IIRC, the commits from 2007 only threaded the motion search, and gave 
gains of only 10 to 20%. However, as part of the work to improve the 
Theora encoder quality for the HTML5 video tag, the way this search was 
done was completely rewritten, and we got significantly more than 10 to 
20% speed-ups just by having a smarter single-threaded algorithm.

> I think I could dedicate some of my free time to bring multithreading to
> the Theora encoder but I would like to ensure not to be redundant ;-)

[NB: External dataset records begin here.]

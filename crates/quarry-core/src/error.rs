//! # Error Types
//!
//! Error types for quarry-core.
//!
//! ## Error Hierarchy
//! ```text
//! ┌─────────────────────────────────────────────────────────────────────────┐
//! │                         Error Types                                     │
//! │                                                                         │
//! │  quarry-core errors (this file)                                        │
//! │  ├── CoreError        - Configuration / type errors, raised before     │
//! │  │                      any store round-trip                           │
//! │  └── ValidationReport - Structured field errors (not control flow)     │
//! │                                                                         │
//! │  quarry-db errors (separate crate)                                     │
//! │  └── DbError          - Store failures, wraps CoreError                │
//! │                                                                         │
//! │  Flow: CoreError → DbError → caller                                    │
//! └─────────────────────────────────────────────────────────────────────────┘
//! ```

use std::fmt;

use serde::Serialize;
use thiserror::Error;

use crate::filter::FilterOp;
use crate::validation::ValidationReport;

// =============================================================================
// Error Kind
// =============================================================================

/// Coarse classification shared by [`CoreError`] and the db crate's errors.
///
/// Callers map these to their own surface (HTTP status, exit code, ...).
#[derive(Debug, Clone, Copy, PartialEq, Eq, Serialize)]
#[serde(rename_all = "snake_case")]
pub enum ErrorKind {
    /// Unresolvable path, missing key, operator/type mismatch.
    Configuration,
    /// Key lookup yielded nothing.
    NotFound,
    /// Store rejected a read or write.
    Persistence,
    /// Entity failed a declared field constraint.
    Validation,
    /// Caller cancelled the operation.
    Cancelled,
    /// Store or session no longer usable.
    Unavailable,
}

impl fmt::Display for ErrorKind {
    fn fmt(&self, f: &mut fmt::Formatter<'_>) -> fmt::Result {
        let name = match self {
            ErrorKind::Configuration => "configuration",
            ErrorKind::NotFound => "not_found",
            ErrorKind::Persistence => "persistence",
            ErrorKind::Validation => "validation",
            ErrorKind::Cancelled => "cancelled",
            ErrorKind::Unavailable => "unavailable",
        };
        f.write_str(name)
    }
}

// =============================================================================
// Core Error
// =============================================================================

/// Query model errors.
///
/// Every variant except `Validation` and `Serialization` is a configuration
/// error: it is detected while building a predicate, ordering or key, never
/// while talking to the store.
#[derive(Debug, Error)]
pub enum CoreError {
    /// A path segment does not name a property on the type reached so far.
    ///
    /// ## When This Occurs
    /// - Filtering on a property the entity does not declare
    /// - Ordering by `owner.nmae` (typo in a nested segment)
    /// - Descending into a property that is not a nested model
    #[error("{entity} has no property '{segment}' (path '{path}')")]
    UnknownProperty {
        entity: String,
        path: String,
        segment: String,
    },

    /// Path is empty or contains an empty segment (`a..b`).
    #[error("Invalid property path: '{0}'")]
    InvalidPath(String),

    /// Entity declares no key fields but a key-based operation was requested.
    #[error("{entity} does not declare a primary key")]
    MissingPrimaryKey { entity: String },

    /// Number of supplied key values differs from the declared key.
    #[error("{entity} key has {expected} part(s), got {actual}")]
    KeyArity {
        entity: String,
        expected: usize,
        actual: usize,
    },

    /// Supplied value cannot be compared with the property's declared type.
    #[error("Type mismatch on '{property}': expected {expected}, found {found}")]
    TypeMismatch {
        property: String,
        expected: String,
        found: String,
    },

    /// Operator is not defined for the property's type.
    ///
    /// ## When This Occurs
    /// - `contains` on a numeric property
    /// - `lessThan` on a boolean or text property
    #[error("Operator {op} is not supported on '{property}' ({ty})")]
    UnsupportedOperator {
        property: String,
        op: FilterOp,
        ty: String,
    },

    /// Path root is not declared sortable.
    #[error("{entity} cannot be ordered by '{path}'")]
    NotSortable { entity: String, path: String },

    /// Property/operator pair is not declared filterable.
    #[error("{entity} cannot be filtered by '{property}' with {op}")]
    NotFilterable {
        entity: String,
        property: String,
        op: FilterOp,
    },

    /// Free-text search requested on a type with nothing searchable.
    #[error("{entity} has no searchable properties")]
    NoSearchableFields { entity: String },

    /// Include names a relation the entity does not declare.
    #[error("{entity} has no relation '{relation}'")]
    UnknownRelation { entity: String, relation: String },

    /// Order specification could not be parsed.
    #[error("Invalid order specification: '{0}'")]
    InvalidOrder(String),

    /// Page bounds are out of range.
    #[error("Invalid page request: {0}")]
    InvalidPage(String),

    /// A tracked entity's key was mutated after it was attached.
    #[error("Key of tracked {entity} changed from {from} to {to}")]
    KeyChanged {
        entity: String,
        from: String,
        to: String,
    },

    /// Entity failed field validation.
    #[error("Validation failed: {0}")]
    Validation(ValidationReport),

    /// Entity could not be converted to or from its stored document.
    #[error("Serialization failed for {entity}: {message}")]
    Serialization { entity: String, message: String },
}

impl CoreError {
    /// Returns the coarse kind of this error.
    pub fn kind(&self) -> ErrorKind {
        match self {
            CoreError::Validation(_) => ErrorKind::Validation,
            CoreError::Serialization { .. } => ErrorKind::Persistence,
            _ => ErrorKind::Configuration,
        }
    }

    /// Creates a TypeMismatch error.
    pub fn type_mismatch(
        property: impl Into<String>,
        expected: impl fmt::Display,
        found: impl fmt::Display,
    ) -> Self {
        CoreError::TypeMismatch {
            property: property.into(),
            expected: expected.to_string(),
            found: found.to_string(),
        }
    }

    /// Creates a Serialization error from any displayable cause.
    pub fn serialization(entity: impl Into<String>, cause: impl fmt::Display) -> Self {
        CoreError::Serialization {
            entity: entity.into(),
            message: cause.to_string(),
        }
    }
}

// =============================================================================
// Result Type Alias
// =============================================================================

/// Convenience type alias for Results with CoreError.
pub type CoreResult<T> = Result<T, CoreError>;

// =============================================================================
// Unit Tests
// =============================================================================

#[cfg(test)]
mod tests {
    use super::*;

    #[test]
    fn test_error_messages() {
        let err = CoreError::KeyArity {
            entity: "track".to_string(),
            expected: 2,
            actual: 1,
        };
        assert_eq!(err.to_string(), "track key has 2 part(s), got 1");

        let err = CoreError::UnsupportedOperator {
            property: "plays".to_string(),
            op: FilterOp::Contains,
            ty: "int".to_string(),
        };
        assert_eq!(
            err.to_string(),
            "Operator contains is not supported on 'plays' (int)"
        );
    }

    #[test]
    fn test_error_kinds() {
        let err = CoreError::MissingPrimaryKey {
            entity: "log".to_string(),
        };
        assert_eq!(err.kind(), ErrorKind::Configuration);

        let err = CoreError::Validation(ValidationReport::default());
        assert_eq!(err.kind(), ErrorKind::Validation);

        let err = CoreError::serialization("artist", "eof");
        assert_eq!(err.kind(), ErrorKind::Persistence);
    }
}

I don't believe anyone has been working on this for some years. There 
are two basic approaches.

One is threading within a single frame, which does not require any API 
behavior changes. In theory you can scale to a fairly decent number of 
threads everywhere except the final conversion from tokens to VLC codes 
in oc_enc_frame_pack(). However, the units of work are sufficiently 
small and the task dependencies sufficiently involved that this needs 
some kind of lock-free work-stealing queues to have a hope of getting 
more benefit from the parallelism than you pay in synchronization 
overhead. I'd started designing one with the hope that all memory 
allocations could be done up-front at encoder initialization (to avoid 
locking contention there), but this turns out to be sufficiently 
different from how most lock-free data structures worked at the time 
that it was a fair amount of work. I've been meaning to look at what 
Mozilla's Servo project is doing for this these days (since they have 
similar challenges).

The other is traditional FFmpeg-style frame threading, which gives each 
thread a separate frame to encode, and merely waits for enough rows of 
the previous frame to be finished so that it can start its motion 
search. This is generally much more effective than threading within a 
frame, but a) requires additional delay (the API supports this in 
theory, but software using that API might not expect it, so it would 
have to be enabled manually through some sort of th_encode_ctl call) and 
b) requires changes to the rate control to deal with the fact that 
statistics from the previous frame are not immediately available. b) was 
the real blocker here.

In every encoder I know of (for any format), the second approach is much 
more effective than the first.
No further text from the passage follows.